# Best way to get a flat stomach



## Vikingwarrior (Feb 6, 2020)

I am in urgent need of diabetic advice as I exercise 3 hours a day and do 20-30 minutes cardio, by running on a cross training machine, and also walking 2 miles to my gym and back and walking my dog first thing in the morning and in evening; I do plenty of muscle exercises as well especially ab crunches and I cannot get a flat stomach unless I starve myself which is dangerous. I have been a type 1 diabetic since I was 6 and am 27 now and I’m on 3 units of insulin at meal times and I have cut my portion down by half and I still cannot get a flat stomach and it’s bloody infuriating. I need urgent advice from diabetics who have been in the same situation.


----------



## grovesy (Feb 6, 2020)

Personally I have never had an absolute flat stomach no matter how little I have weighed. Some of us are not built that way.


----------



## Eddy Edson (Feb 6, 2020)

grovesy said:


> Personally I have never had an absolute flat stomach no matter how little I have weighed. Some of us are not built that way.



Me either. Sux!


----------



## Vikingwarrior (Feb 6, 2020)

grovesy said:


> Personally I have never had an absolute flat stomach no matter how little I have weighed. Some of us are not built that way.

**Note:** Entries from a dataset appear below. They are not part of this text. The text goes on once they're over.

//! # NAT Port Mapping
//!
//! Hosting behind a home router works only when the router forwards the
//! listening port. [`PortMapper`] asks for that forwarding; failure never
//! stops hosting.
//!
//! [`NatPmpMapper`] speaks NAT-PMP (RFC 6886) to a known gateway. A UPnP
//! mapper can be plugged in behind it through [`FallbackPortMapper`].

use std::io;
use std::net::{Ipv4Addr, SocketAddr, UdpSocket};
use std::time::Duration;

use tracing::{debug, info, warn};

use crate::poll::Deadline;

/// Requests external port forwarding.
pub trait PortMapper: Send {
    /// Short name for logs.
    fn name(&self) -> &'static str;

    /// Maps external UDP `port` to this host. Returns true on success.
    fn add_port_mapping(&mut self, port: u16) -> bool;

    /// Releases the mapping, if any.
    fn remove_port_mapping(&mut self);
}

/// Mapper that never maps anything.
#[derive(Clone, Copy, Debug, Default)]
pub struct NoPortMapping;

impl PortMapper for NoPortMapping {
    fn name(&self) -> &'static str {
        "none"
    }

    fn add_port_mapping(&mut self, _port: u16) -> bool {
        false
    }

    fn remove_port_mapping(&mut self) {}
}

/// Tries mappers in order and remembers which one succeeded.
#[derive(Default)]
pub struct FallbackPortMapper {
    mappers: Vec<Box<dyn PortMapper>>,
    active: Option<usize>,
}

impl FallbackPortMapper {
    /// Creates an empty chain.
    #[must_use]
    pub fn new() -> Self {
        Self::default()
    }

    /// Appends a mapper to the chain.
    #[must_use]
    pub fn then(mut self, mapper: Box<dyn PortMapper>) -> Self {
        self.mappers.push(mapper);
        self
    }

    /// Name of the mapper holding the current mapping.
    #[must_use]
    pub fn active_name(&self) -> Option<&'static str> {
        self.active.map(|index| self.mappers[index].name())
    }
}

impl PortMapper for FallbackPortMapper {
    fn name(&self) -> &'static str {
        self.active_name().unwrap_or("fallback")
    }

    fn add_port_mapping(&mut self, port: u16) -> bool {
        for (index, mapper) in self.mappers.iter_mut().enumerate() {
            if mapper.add_port_mapping(port) {
                info!("port {} mapped via {}", port, mapper.name());
                self.active = Some(index);
                return true;
            }
            debug!("{} could not map port {}", mapper.name(), port);
        }
        false
    }

    fn remove_port_mapping(&mut self) {
        if let Some(index) = self.active.take() {
            self.mappers[index].remove_port_mapping();
        }
    }
}

/// NAT-PMP server port on the gateway.
pub const NAT_PMP_PORT: u16 = 5351;

const OPCODE_MAP_UDP: u8 = 1;
const RESPONSE_BIT: u8 = 128;
const FIRST_RETRY: Duration = Duration::from_millis(250);

/// NAT-PMP client for one UDP mapping.
#[derive(Debug)]
pub struct NatPmpMapper {
    gateway: SocketAddr,
    lifetime_secs: u32,
    timeout: Duration,
    mapped: Option<Mapping>,
}

/// A mapping granted by the gateway.
#[derive(Clone, Copy, Debug, PartialEq, Eq)]
pub struct Mapping {
    /// Local port.
    pub internal_port: u16,
    /// Port reachable from outside.
    pub external_port: u16,
    /// Granted lifetime in seconds.
    pub lifetime_secs: u32,
}

impl NatPmpMapper {
    /// Mapper talking to `gateway` (usually the default router on port
    /// [`NAT_PMP_PORT`]).
    #[must_use]
    pub const fn new(gateway: SocketAddr) -> Self {
        Self {
            gateway,
            lifetime_secs: 7200,
            timeout: Duration::from_secs(2),
            mapped: None,
        }
    }

    /// Mapper for a gateway IPv4 address on the standard port.
    #[must_use]
    pub fn for_gateway(gateway: Ipv4Addr) -> Self {
        Self::new(SocketAddr::from((gateway, NAT_PMP_PORT)))
    }

    /// Overall time budget for one request.
    #[must_use]
    pub const fn with_timeout(mut self, timeout: Duration) -> Self {
        self.timeout = timeout;
        self
    }

    /// Requested mapping lifetime.
    #[must_use]
    pub const fn with_lifetime(mut self, lifetime_secs: u32) -> Self {
        self.lifetime_secs = lifetime_secs;
        self
    }

    /// Current mapping.
    #[must_use]
    pub const fn mapping(&self) -> Option<Mapping> {
        self.mapped
    }

    fn request(&self, internal: u16, external: u16, lifetime: u32) -> io::Result<Mapping> {
        let socket = UdpSocket::bind((Ipv4Addr::UNSPECIFIED, 0))?;
        let request = encode_request(internal, external, lifetime);
        let deadline = Deadline::after(self.timeout);
        let mut wait = FIRST_RETRY;
        let mut response = [0u8; 16];

        while !deadline.expired() {
            socket.send_to(&request, self.gateway)?;
            socket.set_read_timeout(Some(wait.min(deadline.remaining()).max(Duration::from_millis(1))))?;
            match socket.recv_from(&mut response) {
                Ok((len, from)) if from == self.gateway => {
                    return decode_response(&response[..len]);
                }
                Ok(_) => {}
                Err(e) if matches!(e.kind(), io::ErrorKind::WouldBlock | io::ErrorKind::TimedOut) => {}
                Err(e) => return Err(e),
            }
            wait *= 2;
        }
        Err(io::Error::new(io::ErrorKind::TimedOut, "gateway did not answer"))
    }
}

impl PortMapper for NatPmpMapper {
    fn name(&self) -> &'static str {
        "NAT-PMP"
    }

    fn add_port_mapping(&mut self, port: u16) -> bool {
        match self.request(port, port, self.lifetime_secs) {
            Ok(mapping) => {
                debug!(
                    "NAT-PMP mapped {} -> {} for {}s",
                    mapping.internal_port, mapping.external_port, mapping.lifetime_secs
                );
                self.mapped = Some(mapping);
                true
            }
            Err(e) => {
                warn!("NAT-PMP mapping of port {} via {} failed: {}", port, self.gateway, e);
                false
            }
        }
    }

    fn remove_port_mapping(&mut self) {
        if let Some(mapping) = self.mapped.take() {
            // Lifetime 0 with external port 0 deletes the mapping.
            if let Err(e) = self.request(mapping.internal_port, 0, 0) {
                debug!("NAT-PMP unmapping of port {} failed: {}", mapping.internal_port, e);
            }
        }
    }
}

fn encode_request(internal: u16, external: u16, lifetime: u32) -> [u8; 12] {
    let mut request = [0u8; 12];
    request[1] = OPCODE_MAP_UDP;
    request[4..6].copy_from_slice(&internal.to_be_bytes());
    request[6..8].copy_from_slice(&external.to_be_bytes());
    request[8..12].copy_from_slice(&lifetime.to_be_bytes());
    request
}

fn decode_response(response: &[u8]) -> io::Result<Mapping> {
    if response.len() < 16 || response[0] != 0 || response[1] != (OPCODE_MAP_UDP | RESPONSE_BIT) {
        return Err(io::Error::new(io::ErrorKind::InvalidData, "malformed NAT-PMP response"));
    }
    let result = u16::from_be_bytes([response[2], response[3]]);
    if result != 0 {
        return Err(io::Error::new(
            io::ErrorKind::Other,
            format!("gateway refused mapping (result code {result})"),
        ));
    }
    Ok(Mapping {
        internal_port: u16::from_be_bytes([response[8], response[9]]),
        external_port: u16::from_be_bytes([response[10], response[11]]),
        lifetime_secs: u32::from_be_bytes([response[12], response[13], response[14], response[15]]),
    })
}

#[cfg(test)]
mod tests {
    use super::*;
    use std::thread;

    /// Answers `count` requests like a NAT-PMP gateway with `result`.
    fn fake_gateway(result: u16, count: usize) -> (SocketAddr, thread::JoinHandle<Vec<[u8; 12]>>) {
        let socket = UdpSocket::bind("127.0.0.1:0").unwrap();
        let addr = socket.local_addr().unwrap();
        let handle = thread::spawn(move || {
            let mut seen = Vec::new();
            for _ in 0..count {
                let mut request = [0u8; 12];
                let (_, from) = socket.recv_from(&mut request).unwrap();
                let mut response = [0u8; 16];
                response[1] = request[1] | RESPONSE_BIT;
                response[2..4].copy_from_slice(&result.to_be_bytes());
                response[8..10].copy_from_slice(&request[4..6]);
                response[10..12].copy_from_slice(&request[6..8]);
                response[12..16].copy_from_slice(&request[8..12]);
                socket.send_to(&response, from).unwrap();
                seen.push(request);
            }
            seen
        });
        (addr, handle)
    }

    #[test]
    fn test_request_layout() {
        let request = encode_request(5556, 5556, 7200);
        assert_eq!(request[0], 0);
        assert_eq!(request[1], 1);
        assert_eq!(&request[4..6], &5556u16.to_be_bytes());
        assert_eq!(&request[8..12], &7200u32.to_be_bytes());
    }

    #[test]
    fn test_maps_and_unmaps() {
        let (gateway, handle) = fake_gateway(0, 2);
        let mut mapper = NatPmpMapper::new(gateway).with_lifetime(60);

        assert!(mapper.add_port_mapping(5556));
        assert_eq!(
            mapper.mapping(),
            Some(Mapping { internal_port: 5556, external_port: 5556, lifetime_secs: 60 })
        );

        mapper.remove_port_mapping();
        assert!(mapper.mapping().is_none());

        let seen = handle.join().unwrap();
        assert_eq!(&seen[1][8..12], &0u32.to_be_bytes());
    }

    #[test]
    fn test_refusal_is_not_fatal() {
        let (gateway, handle) = fake_gateway(2, 1);
        let mut mapper = NatPmpMapper::new(gateway);
        assert!(!mapper.add_port_mapping(5556));
        handle.join().unwrap();
    }

    #[test]
    fn test_silent_gateway_times_out() {
        let silent = UdpSocket::bind("127.0.0.1:0").unwrap();
        let mut mapper = NatPmpMapper::new(silent.local_addr().unwrap())
            .with_timeout(Duration::from_millis(100));
        assert!(!mapper.add_port_mapping(5556));
    }

    struct Scripted {
        answer: bool,
        removed: std::sync::Arc<std::sync::atomic::AtomicBool>,
    }

    impl PortMapper for Scripted {
        fn name(&self) -> &'static str {
            if self.answer { "UPnP" } else { "NAT-PMP" }
        }

        fn add_port_mapping(&mut self, _port: u16) -> bool {
            self.answer
        }

        fn remove_port_mapping(&mut self) {
            self.removed.store(true, std::sync::atomic::Ordering::SeqCst);
        }
    }

    #[test]
    fn test_fallback_order() {
        use std::sync::atomic::{AtomicBool, Ordering};
        use std::sync::Arc;

        let first_removed = Arc::new(AtomicBool::new(false));
        let second_removed = Arc::new(AtomicBool::new(false));
        let mut chain = FallbackPortMapper::new()
            .then(Box::new(Scripted { answer: false, removed: first_removed.clone() }))
            .then(Box::new(Scripted { answer: true, removed: second_removed.clone() }));

        assert_eq!(chain.name(), "fallback");
        assert!(chain.add_port_mapping(5556));
        assert_eq!(chain.active_name(), Some("UPnP"));
        assert_eq!(chain.name(), "UPnP");

        chain.remove_port_mapping();
        assert!(!first_removed.load(Ordering::SeqCst));
        assert!(second_removed.load(Ordering::SeqCst));
        assert!(chain.active_name().is_none());
    }

    #[test]
    fn test_empty_chain_fails_softly() {
        assert!(!FallbackPortMapper::new().add_port_mapping(1));
        assert!(!NoPortMapping.add_port_mapping(1));
    }
}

I know it’s difficult but I am too stubborn to give up and I thought it would be best to get advice from actual diabetics instead of getting advice from nurses who don’t have the condition and don’t know how to actually treat the problem we have.


----------



## Tee G (Feb 6, 2020)

hi and welcome.   It seems to me you have complete control over your diabetes, that's great a very positive thing for your long term well being, the problem is your stomach shape?  As I understand you do loads of exercise already, and do specific tummy crunches amongst all that gym work, and it hasnt helped?   Have you talked to anyone at the gym about the technique you're using?, its just a thought, because i remember when i was younger our aerobics teacher was very hot on us pulling in our tummy doing ANY of her exercises because she said, if you dont you will develop a little paunch!   On the other hand it may be that you will just have to accept thats the shape you are!. Im pretty sure no eating pattern will ever target a specific area of the body, no matter how little we eat, so please dont go too low with portion sizes or starving yourself if the only issue you have is a little tum,, that can cause bigger problems than a little belly fat!  My advice, if you dont mind me giving it is to try to focus on the positives about yourself, im sure you have great tenacity and drive, admirable qualities, use these to focus on the future, your life goal, its a big world out there, have fun and enjoy what you have.   Either way I wish you well in your endeavours but dont get to hung up on this, you are doing great things looking after yourself and life is about living and enjoying.


----------



## Vikingwarrior (Feb 6, 2020)

Tee G said:


> hi and welcome.   It seems to me you have complete control over your diabetes, that's great a very positive thing for your long term well being, the problem is your stomach shape?  As I understand you do loads of exercise already, and do specific tummy crunches amongst all that gym work, and it hasnt helped?   Have you talked to anyone at the gym about the technique you're using?, its just a thought, because i remember when i was younger our aerobics teacher was very hot on us pulling in our tummy doing ANY of her exercises because she said, if you dont you will develop a little paunch!   On the other hand it may be that you will just have to accept thats the shape you are!. Im pretty sure no eating pattern will ever target a specific area of the body, no matter how little we eat, so please dont go too low with portion sizes or starving yourself if the only issue you have is a little tum,, that can cause bigger problems than a little belly fat!  My advice, if you dont mind me giving it is to try to focus on the positives about yourself, im sure you have great tenacity and drive, admirable qualities, use these to focus on the future, your life goal, its a big world out there, have fun and enjoy what you have.   Either way I wish you well in your endeavours but dont get to hung up on this, you are doing great things looking after yourself and life is about living and enjoying.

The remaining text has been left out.